If we pay attention to the news lately we hear about supply chain security and how it’s the most important topic ever and we need to start doing something right now. But the term “supply chain security” isn’t well defined. The real challenge we actually have is understanding open source. Open source is in everything now. There is no supply chain problem, there is an understanding open source problem.
Log4Shell was our Keyser Söze moment
There’s a scene in the movie “The Usual Suspects”, where the detective realizes everything he was just told has been a lie. His entire world changed in an instant. It was a plot twist, not even the audience saw coming. Humans love plot twists and surprises in our stories, but not in real life. Log4Shell was a plot twist but in real life. It was not a fun time.

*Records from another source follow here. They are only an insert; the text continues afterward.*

//! Pipeline progress logs, echoed to stderr and streamed over SSE.
//!
//! The broadcaster only fans out messages; it holds no analysis state.

use once_cell::sync::Lazy;
use serde::{Deserialize, Serialize};
use tokio::sync::broadcast;

use crate::config::LOG_CHANNEL_CAPACITY;

/// Log level for frontend display
#[derive(Debug, Clone, Copy, PartialEq, Eq, Serialize, Deserialize)]
#[serde(rename_all = "lowercase")]
pub enum LogLevel {
    Info,
    Success,
    Warning,
    Error,
}

impl LogLevel {
    fn prefix(self) -> &'static str {
        match self {
            LogLevel::Info => "   ",
            LogLevel::Success => "   ✓",
            LogLevel::Warning => "   ⚠️",
            LogLevel::Error => "   ❌",
        }
    }
}

/// A single log entry
#[derive(Debug, Clone, Serialize, Deserialize)]
#[serde(rename_all = "camelCase")]
pub struct LogEntry {
    pub level: LogLevel,
    pub message: String,
    /// Nesting level for sub-steps
    #[serde(default)]
    pub indent: u8,
    /// RFC 3339 time the entry was emitted
    pub timestamp: String,
}

impl LogEntry {
    pub fn new(level: LogLevel, message: impl Into<String>) -> Self {
        Self {
            level,
            message: message.into(),
            indent: 0,
            timestamp: chrono::Utc::now().to_rfc3339(),
        }
    }

    pub fn with_indent(mut self, indent: u8) -> Self {
        self.indent = indent;
        self
    }

    /// Console rendering of the entry.
    pub fn render(&self) -> String {
        format!(
            "{}{} {}",
            "   ".repeat(self.indent as usize),
            self.level.prefix(),
            self.message
        )
    }
}

/// Global log broadcaster
pub static LOG_BROADCASTER: Lazy<LogBroadcaster> = Lazy::new(LogBroadcaster::new);

/// Broadcasts log entries to all connected SSE clients
pub struct LogBroadcaster {
    sender: broadcast::Sender<LogEntry>,
}

impl LogBroadcaster {
    pub fn new() -> Self {
        let (sender, _) = broadcast::channel(LOG_CHANNEL_CAPACITY);
        Self { sender }
    }

    /// Print the entry and send it to every subscriber.
    pub fn log(&self, entry: LogEntry) {
        eprintln!("{}", entry.render());
        // no subscribers is fine
        let _ = self.sender.send(entry);
    }

    /// Get a receiver for SSE streaming
    pub fn subscribe(&self) -> broadcast::Receiver<LogEntry> {
        self.sender.subscribe()
    }
}

impl Default for LogBroadcaster {
    fn default() -> Self {
        Self::new()
    }
}

pub fn log_info(msg: impl Into<String>) {
    LOG_BROADCASTER.log(LogEntry::new(LogLevel::Info, msg));
}

pub fn log_success(msg: impl Into<String>) {
    LOG_BROADCASTER.log(LogEntry::new(LogLevel::Success, msg));
}

pub fn log_warning(msg: impl Into<String>) {
    LOG_BROADCASTER.log(LogEntry::new(LogLevel::Warning, msg));
}

pub fn log_error(msg: impl Into<String>) {
    LOG_BROADCASTER.log(LogEntry::new(LogLevel::Error, msg));
}

pub fn log_info_indent(msg: impl Into<String>, indent: u8) {
    LOG_BROADCASTER.log(LogEntry::new(LogLevel::Info, msg).with_indent(indent));
}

Open source didn’t take over the world overnight. It took decades. It was a silent takeover that only the developers knew about. Until Log4Shell. When Log4Shell happened everyone started looking for Log4j and they found it, everywhere they looked. But while finding Log4j, we also found a lot more open source. And I mean A LOT more. Open source was in everything, both the software acquired from other vendors and the software built in house. Everything from what’s running on our phones to what’s running the toaster. It’s all full of open source software.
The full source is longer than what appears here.